> _EXERCISE DETAILS_: If a line in the entries below holds the string "instead", copy it.

> _GIVEN ENTRIES_:

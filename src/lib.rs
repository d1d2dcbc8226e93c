//! A region-based concurrent garbage collector core: free-set allocator, collection-set
//! selection, pluggable heuristics, and a load/store barrier state machine.
//!
//! Logically, this crate has four layers:
//! * [`util`]: address arithmetic and fundamental size constants.
//! * [`heap`]: the region-partitioned heap itself — [`heap::region`], [`heap::forwarding`],
//!   [`heap::marking`], [`heap::free_set`], [`heap::collection_set`], plus the
//!   [`heap::heap_lock`], [`heap::safepoint`] and [`heap::cancellation`] coordination
//!   primitives, and the global [`heap::gc_state`] word that gates every barrier.
//! * [`heuristics`]: the trigger policy (should a cycle start now?) and cset-selection
//!   policy (which regions go in it?), pluggable as Static / Compact / Adaptive / Passive.
//! * [`barriers`]: the load-reference barrier and the SATB/IU/clone/array-copy write
//!   barriers that mediate mutator-collector interaction during a cycle.
//!
//! [`options`] carries every runtime-tunable knob; [`error`] carries the transient/fatal
//! error split used throughout.

pub mod barriers;
pub mod error;
pub mod heap;
pub mod heuristics;
pub mod options;
pub mod util;
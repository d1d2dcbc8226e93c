//! Evacuation OOM-during-evacuation protocol (§4.7): a single shared flag. The first thread
//! whose evacuation allocation fails flips it; every thread that then sees it active (or
//! loses the flip race right after a failure of its own) proceeds by installing the original
//! object as its own forwardee instead of moving it. A degenerated GC follows once the
//! current evacuation work drains.
//!
//! Grounded on [`crate::heap::cancellation::CancellationFlag`]'s single-bit, CAS-gated
//! protocol, applied to the narrower "one-shot latch" shape this needs instead of the
//! three-state cancellation machine.

use std::sync::atomic::{AtomicBool, Ordering};

pub struct EvacOomScope(AtomicBool);

impl EvacOomScope {
    pub fn new() -> Self {
        EvacOomScope(AtomicBool::new(false))
    }

    #[inline]
    pub fn is_active(&self) -> bool {
        self.0.load(Ordering::Acquire)
    }

    /// Flips the flag on the first call; returns whether this call was the one that flipped
    /// it (the caller logs/triggers degenerated-GC follow-up only on that first flip).
    pub fn enter(&self) -> bool {
        self.0
            .compare_exchange(false, true, Ordering::AcqRel, Ordering::Acquire)
            .is_ok()
    }

    /// Cleared once the degenerated cycle that followed has completed and a fresh cycle can
    /// attempt evacuation again.
    pub fn clear(&self) {
        self.0.store(false, Ordering::Release);
    }
}

impl Default for EvacOomScope {
    fn default() -> Self {
        Self::new()
    }
}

> _COMPLETED TASK_:
//! object as its own forwardee instead of moving it. A degenerated GC follows once the
//! protocol, applied to the narrower "one-shot latch" shape this needs instead of the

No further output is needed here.